Certamente quelle del film sono tutte reincarnazioni delle mille finzioni romantiche del passato, letterarie o cinematografiche, ormai andate per sempre. A meno che non s'invochi lo spirito di Victor Hugo e della sua Leopoldine? Tutto è illusione?
 
 
Sia come sia. L'unica cosa certa, inesorabile, grave, implacabile, è l'assenza. E la certezza della presenza di un sentimento pervasivo verso chi è assente che attanaglierà per sempre chi resta, sentimento-fardello che però dà senso al tutto.
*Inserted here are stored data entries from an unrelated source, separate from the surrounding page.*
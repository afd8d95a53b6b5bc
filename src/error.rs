use thiserror::Error;

#[derive(Error, Debug)]
pub enum MailcowError {
    /// Malformed invocation; raised before any API call is made.
    #[error("{0}")]
    Usage(String),

    #[error("Connection error: {0}")]
    Http(#[from] reqwest::Error),

    #[error("HTTP error {status}: {body}")]
    Status { status: u16, body: String },

    #[error("Invalid API response: {0}")]
    InvalidResponse(String),

    #[error("IO error: {0}")]
    Io(#[from] std::io::Error),

    #[error("JSON error: {0}")]
    Json(#[from] serde_json::Error),

    #[error("TOML error: {0}")]
    Toml(#[from] toml::de::Error),

    #[error("CSV error: {0}")]
    Csv(#[from] csv::Error),

    #[error("Configuration error: {0}")]
    Config(String),

    #[error("Other error: {0}")]
    Other(String),
}

impl MailcowError {
    pub fn usage(msg: impl Into<String>) -> Self {
        Self::Usage(msg.into())
    }

    /// True when the request never produced an interpretable API reply.
    pub fn is_transport(&self) -> bool {
        matches!(
            self,
            Self::Http(_) | Self::Status { .. } | Self::InvalidResponse(_)
        )
    }
}

#[cfg(test)]
mod tests {
    use super::*;

    #[test]
    fn status_errors_are_transport_failures() {
        let err = MailcowError::Status {
            status: 502,
            body: "bad gateway".into(),
        };
        assert!(err.is_transport());
        assert_eq!(err.to_string(), "HTTP error 502: bad gateway");
    }

    #[test]
    fn usage_errors_are_not_transport_failures() {
        let err = MailcowError::usage("No updates specified");
        assert!(!err.is_transport());
        assert_eq!(err.to_string(), "No updates specified");
    }
}
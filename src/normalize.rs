//! Conversion of raw spreadsheet rows into storage-ready records.
//!
//! Missing cells and missing-value markers become `NULL`, numbers pass
//! through, booleans become `1`/`0`, and everything else is rendered as text
//! and cut to the configured character bound. Nothing here fails.

use crate::{data::Value, mapping::ColumnMapping};

/// Leaves headroom under a `VARCHAR(255)` column.
pub const DEFAULT_MAX_TEXT_LEN: usize = 250;

#[derive(Debug, Clone, PartialEq)]
pub enum SqlValue {
    Null,
    Integer(i64),
    Float(f64),
    Text(String),
}

impl SqlValue {
    pub fn is_null(&self) -> bool {
        matches!(self, SqlValue::Null)
    }
}

/// Target column names paired with their values, in mapping order.
#[derive(Debug, Clone, Default, PartialEq)]
pub struct NormalizedRecord {
    fields: Vec<(String, SqlValue)>,
}

impl NormalizedRecord {
    /// Sets `column`, replacing an earlier value for the same column in place.
    pub fn set(&mut self, column: &str, value: SqlValue) {
        match self.fields.iter_mut().find(|(name, _)| name == column) {
            Some((_, existing)) => *existing = value,
            None => self.fields.push((column.to_string(), value)),
        }
    }

    pub fn get(&self, column: &str) -> Option<&SqlValue> {
        self.fields
            .iter()
            .find(|(name, _)| name == column)
            .map(|(_, value)| value)
    }

    pub fn fields(&self) -> &[(String, SqlValue)] {
        &self.fields
    }

    pub fn len(&self) -> usize {
        self.fields.len()
    }

    pub fn is_empty(&self) -> bool {
        self.fields.is_empty()
    }
}

#[derive(Debug, Clone, Copy, PartialEq, Eq)]
pub struct Normalizer {
    max_text_len: usize,
}

impl Default for Normalizer {
    fn default() -> Self {
        Self::new(DEFAULT_MAX_TEXT_LEN)
    }
}

impl Normalizer {
    pub fn new(max_text_len: usize) -> Self {
        Self { max_text_len }
    }

    pub fn normalize_value(&self, value: Option<&Value>) -> SqlValue {
        match value {
            None => SqlValue::Null,
            Some(v) if v.is_missing() => SqlValue::Null,
            Some(Value::Integer(i)) => SqlValue::Integer(*i),
            Some(Value::Float(f)) => SqlValue::Float(*f),
            Some(Value::Boolean(b)) => SqlValue::Integer(i64::from(*b)),
            Some(other) => SqlValue::Text(truncate_chars(&other.as_display(), self.max_text_len)),
        }
    }

    /// Normalizes one row using the mapping; unmapped columns are dropped.
    pub fn normalize(
        &self,
        headers: &[String],
        row: &[Option<Value>],
        mapping: &ColumnMapping,
    ) -> NormalizedRecord {
        self.normalize_resolved(row, &mapping.resolve(headers))
    }

    /// Normalizes a row against columns already resolved to `(index, target)`.
    pub fn normalize_resolved(
        &self,
        row: &[Option<Value>],
        columns: &[(usize, &str)],
    ) -> NormalizedRecord {
        let mut record = NormalizedRecord::default();
        for (idx, target) in columns {
            let value = row.get(*idx).and_then(Option::as_ref);
            record.set(target, self.normalize_value(value));
        }
        record
    }
}

/// Keeps at most `max_chars` characters, never splitting a code point.
pub fn truncate_chars(value: &str, max_chars: usize) -> String {
    match value.char_indices().nth(max_chars) {
        Some((byte_idx, _)) => value[..byte_idx].to_string(),
        None => value.to_string(),
    }
}

#[cfg(test)]
mod tests {
    use super::*;
    use chrono::NaiveDate;

    #[test]
    fn numbers_pass_through_and_booleans_become_integers() {
        let normalizer = Normalizer::default();
        assert_eq!(
            normalizer.normalize_value(Some(&Value::Integer(7))),
            SqlValue::Integer(7)
        );
        assert_eq!(
            normalizer.normalize_value(Some(&Value::Float(2.5))),
            SqlValue::Float(2.5)
        );
        assert_eq!(
            normalizer.normalize_value(Some(&Value::Boolean(true))),
            SqlValue::Integer(1)
        );
    }

    #[test]
    fn missing_values_become_null() {
        let normalizer = Normalizer::default();
        assert_eq!(normalizer.normalize_value(None), SqlValue::Null);
        assert_eq!(
            normalizer.normalize_value(Some(&Value::Float(f64::NAN))),
            SqlValue::Null
        );
        assert_eq!(
            normalizer.normalize_value(Some(&Value::String(String::new()))),
            SqlValue::Null
        );
        assert_eq!(
            normalizer.normalize_value(Some(&Value::String("N/A".into()))),
            SqlValue::Null
        );
    }

    #[test]
    fn padded_markers_are_stored_as_text() {
        let normalizer = Normalizer::default();
        assert_eq!(
            normalizer.normalize_value(Some(&Value::String(" NA ".into()))),
            SqlValue::Text(" NA ".into())
        );
        assert_eq!(
            normalizer.normalize_value(Some(&Value::String("  ".into()))),
            SqlValue::Text("  ".into())
        );
    }

    #[test]
    fn dates_are_rendered_as_text() {
        let date = NaiveDate::from_ymd_opt(2023, 12, 31).unwrap();
        assert_eq!(
            Normalizer::default().normalize_value(Some(&Value::Date(date))),
            SqlValue::Text("2023-12-31".into())
        );
    }

    #[test]
    fn long_strings_are_truncated_to_the_bound() {
        let normalizer = Normalizer::default();
        let long = "x".repeat(300);
        match normalizer.normalize_value(Some(&Value::String(long))) {
            SqlValue::Text(text) => assert_eq!(text.len(), 250),
            other => panic!("expected text, got {other:?}"),
        }
        let exact = "y".repeat(250);
        assert_eq!(
            normalizer.normalize_value(Some(&Value::String(exact.clone()))),
            SqlValue::Text(exact)
        );
    }

    #[test]
    fn truncation_counts_characters_not_bytes() {
        assert_eq!(truncate_chars("héllo", 2), "hé");
        assert_eq!(truncate_chars("日本語", 5), "日本語");
    }

    #[test]
    fn normalize_drops_unmapped_columns_and_renames() {
        let headers = vec!["ID".to_string(), "Name".to_string(), "Notes".to_string()];
        let row = vec![
            Some(Value::Integer(1)),
            Some(Value::String("Ada".into())),
            Some(Value::String("skip me".into())),
        ];
        let mapping = ColumnMapping::new([("ID", "id"), ("Name", "name")]).unwrap();
        let record = Normalizer::default().normalize(&headers, &row, &mapping);
        assert_eq!(record.len(), 2);
        assert_eq!(record.get("id"), Some(&SqlValue::Integer(1)));
        assert_eq!(record.get("name"), Some(&SqlValue::Text("Ada".into())));
        assert_eq!(record.get("Notes"), None);
    }

    #[test]
    fn repeated_targets_keep_the_last_value() {
        let headers = vec!["a".to_string(), "b".to_string()];
        let row = vec![Some(Value::Integer(1)), Some(Value::Integer(2))];
        let mapping = ColumnMapping::new([("a", "x"), ("b", "x")]).unwrap();
        let record = Normalizer::default().normalize(&headers, &row, &mapping);
        assert_eq!(record.fields(), &[("x".to_string(), SqlValue::Integer(2))]);
    }
}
Quando Lei guarderà Lui, morto nell'appartamento dopo esser stato accoltellato da uno sconosciuto chiaramente giunto da nessun luogo e da ogni tempo, e vedrà di nuovo Lui appoggiato alla finestra salutarla, sapremo che la storia tra un anziano professore razionalista e una dolce giovane foriera d'irrazionalità, è giunta a quel giusto e inevitabile compimento di cui il primo era consapevole: poiché questa commedia inquietante d'amour fou platonico e in punta di piedi (più o meno), di amori contrariati appartenenti a un altro mondo e altre epoche, è il simbolico incontro-scontro tra due personalità archetipo, graziosamente stereotipi, appartenenti al mondo di Cartesio e a quello spirituale. Vince il secondo. Ma provando dolore per la sconfitta dell'altro. Forse l'enunciazione di un'era nuova.